Don’t wait until the last minute for anything.  Seriously.  Just don’t. I got away with it in undergrad and in post-grad stuff, but it’s impossible in law school.  It only hurts you.

Don’t get caught up in the high school drama that is law school.  Maybe that means you’re left out of all the gossip, but, trust me, it’s not great gossip and it’ll get to you eventually.  I probably said it before, but law school is so much like high school in the social aspect that it’s ridiculous.  It’s best to not let that get to you, appreciate the friends you have and keep on fighting on.

Don’t save outlining for finals.  I need this reminder tattooed on my face because I did it again and it was the literal worst.  Cramming an entire semester’s worth of information into your head in a few days is not how you learn.

Don’t waste opportunities.  Take advantage of everything the school has to offer, even if you don’t want to, even if you don’t think you can.  I have missed out on opportunities and taken advantage of them.  I regret the ones I’ve missed (scholarships, workshops, jobs, etc.) and I am so completely thankful for the ones I haven’t (namely, meeting Justice Sonia Sotomayor–totally worth getting a suit).

Along that line, don’t forget to buy/get/bring your suit.  I didn’t have a suit.  All my pre-law school jobs were business casual and I avoided buyings suits like the plague.  I am not a small-sized person and I had no interest in spending that kind of money anyway.  Before I even started law school, I needed a suit.  I, of course, didn’t get one.  It didn’t matter that much in the fall, but in the spring when job interviews happen… trying to track down a suit that fits is added stress that you don’t need.

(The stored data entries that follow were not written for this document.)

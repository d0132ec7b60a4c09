mod analysis;
mod display;
mod import;

use std::path::PathBuf;

use anyhow::Result;
use clap::{Parser, Subcommand, ValueEnum};

use crate::analysis::sampler::{generate_games, recommend, DEFAULT_MAX_ATTEMPTS};
use crate::analysis::{
    bet_cost, combined_scores, frequency_counts, top_numbers, Decay, DEFAULT_ALPHA,
    DEFAULT_DECAY_LAMBDA, DEFAULT_RECENT_WINDOW,
};
use crate::display::{
    display_games, display_import_summary, display_stats, display_top, export_games_csv,
    format_game,
};
use virada_db::cache::Store;

#[derive(Debug, Clone, Copy, ValueEnum, Default)]
enum DecayKind {
    #[default]
    Linear,
    Exp,
}

#[derive(Parser)]
#[command(name = "virada", about = "Gerador inteligente de jogos da Mega-Sena")]
struct Cli {
    /// Diretório de dados (cache e artefatos derivados)
    #[arg(long, global = true)]
    data_dir: Option<PathBuf>,

    #[command(subcommand)]
    command: Command,
}

#[derive(Subcommand)]
enum Command {
    /// Importar o histórico de concursos a partir de um arquivo CSV
    Importar {
        /// Caminho para o arquivo CSV
        #[arg(short, long)]
        file: PathBuf,
    },

    /// Gerar jogos ponderados pelo histórico (viés de dezenas frias)
    Gerar {
        /// Quantidade de jogos
        #[arg(short, long, default_value = "20")]
        quantidade: usize,

        /// Ignorar os filtros combinatórios
        #[arg(long)]
        forca: bool,

        /// Seed para a reprodutibilidade
        #[arg(long)]
        seed: Option<u64>,

        /// Teto de tentativas do laço de geração
        #[arg(long, default_value_t = DEFAULT_MAX_ATTEMPTS)]
        max_tentativas: usize,

        /// Exportar os jogos para um CSV
        #[arg(long)]
        csv: Option<PathBuf>,
    },

    /// Recomendar um único jogo
    Recomendar {
        /// Quantidade de dezenas (6-20)
        #[arg(short, long, default_value = "6")]
        qtd: usize,

        /// Ignorar os filtros combinatórios
        #[arg(long)]
        forca: bool,

        /// Seed para a reprodutibilidade
        #[arg(long)]
        seed: Option<u64>,
    },

    /// Listar as dezenas com maior pontuação combinada
    Top {
        /// Quantidade de dezenas a listar
        #[arg(short, long, default_value = "10")]
        n: usize,

        /// Peso da frequência histórica (recência recebe 1-alpha)
        #[arg(long, default_value_t = DEFAULT_ALPHA)]
        alpha: f64,

        /// Janela de concursos recentes
        #[arg(short, long, default_value_t = DEFAULT_RECENT_WINDOW)]
        window: usize,

        /// Decaimento da recência
        #[arg(long, value_enum, default_value = "linear")]
        decay: DecayKind,

        /// Taxa do decaimento exponencial
        #[arg(long, default_value_t = DEFAULT_DECAY_LAMBDA)]
        lambda: f64,
    },

    /// Mostrar as frequências das dezenas
    Stats {
        /// Janela de concursos recentes
        #[arg(short, long, default_value_t = DEFAULT_RECENT_WINDOW)]
        window: usize,
    },

    /// Custo de uma aposta com N dezenas
    Custo { qtd: u32 },

    /// Mostrar o caminho do cache
    CachePath,
}

fn main() -> Result<()> {
    let _logger = flexi_logger::Logger::try_with_env_or_str("info")?.start()?;
    let cli = Cli::parse();
    let store = Store::new(cli.data_dir.clone().unwrap_or_else(Store::default_dir));

    match cli.command {
        Command::Importar { file } => cmd_importar(&store, &file),
        Command::Gerar {
            quantidade,
            forca,
            seed,
            max_tentativas,
            csv,
        } => cmd_gerar(&store, quantidade, forca, seed, max_tentativas, csv),
        Command::Recomendar { qtd, forca, seed } => cmd_recomendar(&store, qtd, forca, seed),
        Command::Top {
            n,
            alpha,
            window,
            decay,
            lambda,
        } => cmd_top(&store, n, alpha, window, decay, lambda),
        Command::Stats { window } => cmd_stats(&store, window),
        Command::Custo { qtd } => {
            println!("Aposta com {} dezenas: R$ {}", qtd, bet_cost(qtd));
            Ok(())
        }
        Command::CachePath => {
            println!("{}", store.cache_path().display());
            Ok(())
        }
    }
}

fn cmd_importar(store: &Store, file: &PathBuf) -> Result<()> {
    let result = import::import_file(store, file)?;
    display_import_summary(&result);
    Ok(())
}

fn cmd_gerar(
    store: &Store,
    quantidade: usize,
    forca: bool,
    seed: Option<u64>,
    max_tentativas: usize,
    csv: Option<PathBuf>,
) -> Result<()> {
    let history = store.load_history()?;
    if history.is_empty() {
        log::warn!("Cache vazio; geração uniforme, sem viés do histórico.");
    }

    let games = generate_games(&history, quantidade, forca, seed, max_tentativas)?;
    display_games(&games);

    if let Some(path) = csv {
        export_games_csv(&games, &path)?;
        println!("CSV salvo: {}", path.display());
    }
    Ok(())
}

fn cmd_recomendar(store: &Store, qtd: usize, forca: bool, seed: Option<u64>) -> Result<()> {
    let history = store.load_history()?;
    let game = recommend(&history, qtd, forca, seed)?;
    println!("Recomendação: {}", format_game(&game));
    let cost = bet_cost(qtd as u32);
    if cost > 0 {
        println!("Custo estimado: R$ {}", cost);
    }
    Ok(())
}

fn cmd_top(
    store: &Store,
    n: usize,
    alpha: f64,
    window: usize,
    decay: DecayKind,
    lambda: f64,
) -> Result<()> {
    let history = store.load_history()?;
    if history.is_empty() {
        println!("Cache vazio. Execute primeiro: virada importar --file <csv>");
        return Ok(());
    }

    let (decay, model_name) = match decay {
        DecayKind::Linear => (Decay::Linear, format!("α={}, janela={}, linear", alpha, window)),
        DecayKind::Exp => (
            Decay::Exp { lambda },
            format!("α={}, janela={}, exp λ={}", alpha, window, lambda),
        ),
    };

    let scores = combined_scores(&history, alpha, window, decay);
    display_top(&top_numbers(&scores, n), &model_name);
    Ok(())
}

fn cmd_stats(store: &Store, window: usize) -> Result<()> {
    let history = store.load_history()?;
    if history.is_empty() {
        println!("Cache vazio. Execute primeiro: virada importar --file <csv>");
        return Ok(());
    }

    let counts = frequency_counts(&history);
    let recent_start = history.len().saturating_sub(window);
    let recent_counts = frequency_counts(&history[recent_start..]);
    display_stats(&counts, &recent_counts, window.min(history.len()));
    Ok(())
}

Don’t excuse your bad behavior/decisions or whatever you did that made you unhappy.  Seriously.  You did bad.  Own it and do better.

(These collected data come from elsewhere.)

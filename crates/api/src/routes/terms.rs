use std::sync::Arc;

use axum::{
    Json, Router,
    extract::Extension,
    http::{HeaderMap, StatusCode},
    response::IntoResponse,
    routing::get,
};

use crate::state::AppState;
use crate::{auth, dto, errors, terms};

pub fn router() -> Router {
    Router::new().route("/terms", get(get_terms).put(update_terms))
}

pub async fn get_terms(Extension(state): Extension<Arc<AppState>>) -> axum::response::Response {
    match terms::read_terms(&state.terms_path).await {
        Ok(text) => (StatusCode::OK, Json(serde_json::json!({ "terms": text }))).into_response(),
        Err(e) => errors::access_error_to_response(e),
    }
}

pub async fn update_terms(
    Extension(state): Extension<Arc<AppState>>,
    headers: HeaderMap,
    Json(body): Json<dto::TermsUpdateRequest>,
) -> axum::response::Response {
    if let Err(resp) = auth::require_admin(&headers, &state) {
        return resp;
    }

    let Some(text) = body.terms else {
        return errors::json_error(
            StatusCode::BAD_REQUEST,
            "invalid_request",
            "missing field: terms",
        );
    };

    match terms::write_terms(&state.terms_path, &text).await {
        Ok(()) => (
            StatusCode::OK,
            Json(serde_json::json!({ "status": "updated" })),
        )
            .into_response(),
        Err(e) => errors::access_error_to_response(e),
    }
}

Don’t work if you don’t have to.  There are some people that have to work and some people that are lucky to have not completely maxed out their loans or have family helping.  I am one of the people that has to work through school.  I bounced between school and work during the weekdays and it wore me out.  I have no doubt in my mind that it’s affected my studies and stress levels.  There are some that can handle it–maybe handle it better, but that doesn’t mean that it doesn’t take its toll.

Don’t forget to do the little things that make you happy.  Relief is necessary.  So watch that new episode of Game of Thrones (my roommate) or sing loudly in the apartment to classic 80s hits (me).  Give yourself a goddamn minute.

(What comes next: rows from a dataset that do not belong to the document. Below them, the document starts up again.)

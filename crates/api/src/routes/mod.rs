pub mod analytics;
pub mod certifications;
pub mod swipe;
pub mod terms;
pub mod users;

use axum::Router;

pub fn api_router() -> Router {
    Router::new()
        .nest("/users", users::router())
        .nest("/certifications", certifications::router())
        .nest("/analytics", analytics::router())
        .merge(swipe::router())
        .merge(terms::router())
}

Don’t forget what or who you came to law school for.  This was actually advice that my ever-so-colorful civil procedure professor gave.  It was right before finals and I was so overwhelmed by law school at the time.  When he ended the class with these words, I wanted to cry.  Good crying.  It’s very easy to get caught up in law school.  It’s competitive, stressful, meant to make you work harder than you’ve ever worked in your life–and it will feel like it’s meant to make you fail.  I know it’s easier said than done, but you have to pull through and remember why you’re there.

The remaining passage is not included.